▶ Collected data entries
- Opening Delimiter -
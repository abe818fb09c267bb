//! Signing capability abstraction
//!
//! Authorizations are signed by whoever holds the agent owner's (or operator's)
//! key. This crate never owns that key: callers inject a [`FeedbackSigner`],
//! which may wrap a local key, a hardware wallet, or a remote signing service.
//!
//! - [`LocalWalletSigner`]: in-process key loaded from `ERC8004_SIGNER_PRIVATE_KEY`

mod local;

pub use local::LocalWalletSigner;

use async_trait::async_trait;
use ethers::types::{Address, Signature};

/// Environment variable holding the signer key for [`LocalWalletSigner::from_env`]
pub const SIGNER_PRIVATE_KEY_ENV: &str = "ERC8004_SIGNER_PRIVATE_KEY";

/// A capability that produces EIP-191 personal-message signatures
#[async_trait]
pub trait FeedbackSigner: Send + Sync {
    /// Sign `message` with the `"\x19Ethereum Signed Message:\n" + len` prefix applied.
    /// May suspend on external approval (hardware device, remote service).
    async fn sign_personal_message(&self, message: &[u8]) -> Result<Signature, String>;

    /// Address whose signature this capability produces
    fn address(&self) -> Address;

    /// Get the mode name for logging
    fn mode_name(&self) -> &'static str;
}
- Closing Delimiter -
▶ EXERCISE GOAL
Copy exactly the stretch of data above from the line with "Environment variable holding" through the line with "fn address(&self) -> Address;", and omit all other lines.

▶ RESULT OF THE EXERCISE
/// Environment variable holding the signer key for [`LocalWalletSigner::from_env`]
pub const SIGNER_PRIVATE_KEY_ENV: &str = "ERC8004_SIGNER_PRIVATE_KEY";

/// A capability that produces EIP-191 personal-message signatures
#[async_trait]
pub trait FeedbackSigner: Send + Sync {
    /// Sign `message` with the `"\x19Ethereum Signed Message:\n" + len` prefix applied.
    /// May suspend on external approval (hardware device, remote service).
    async fn sign_personal_message(&self, message: &[u8]) -> Result<Signature, String>;

    /// Address whose signature this capability produces
    fn address(&self) -> Address;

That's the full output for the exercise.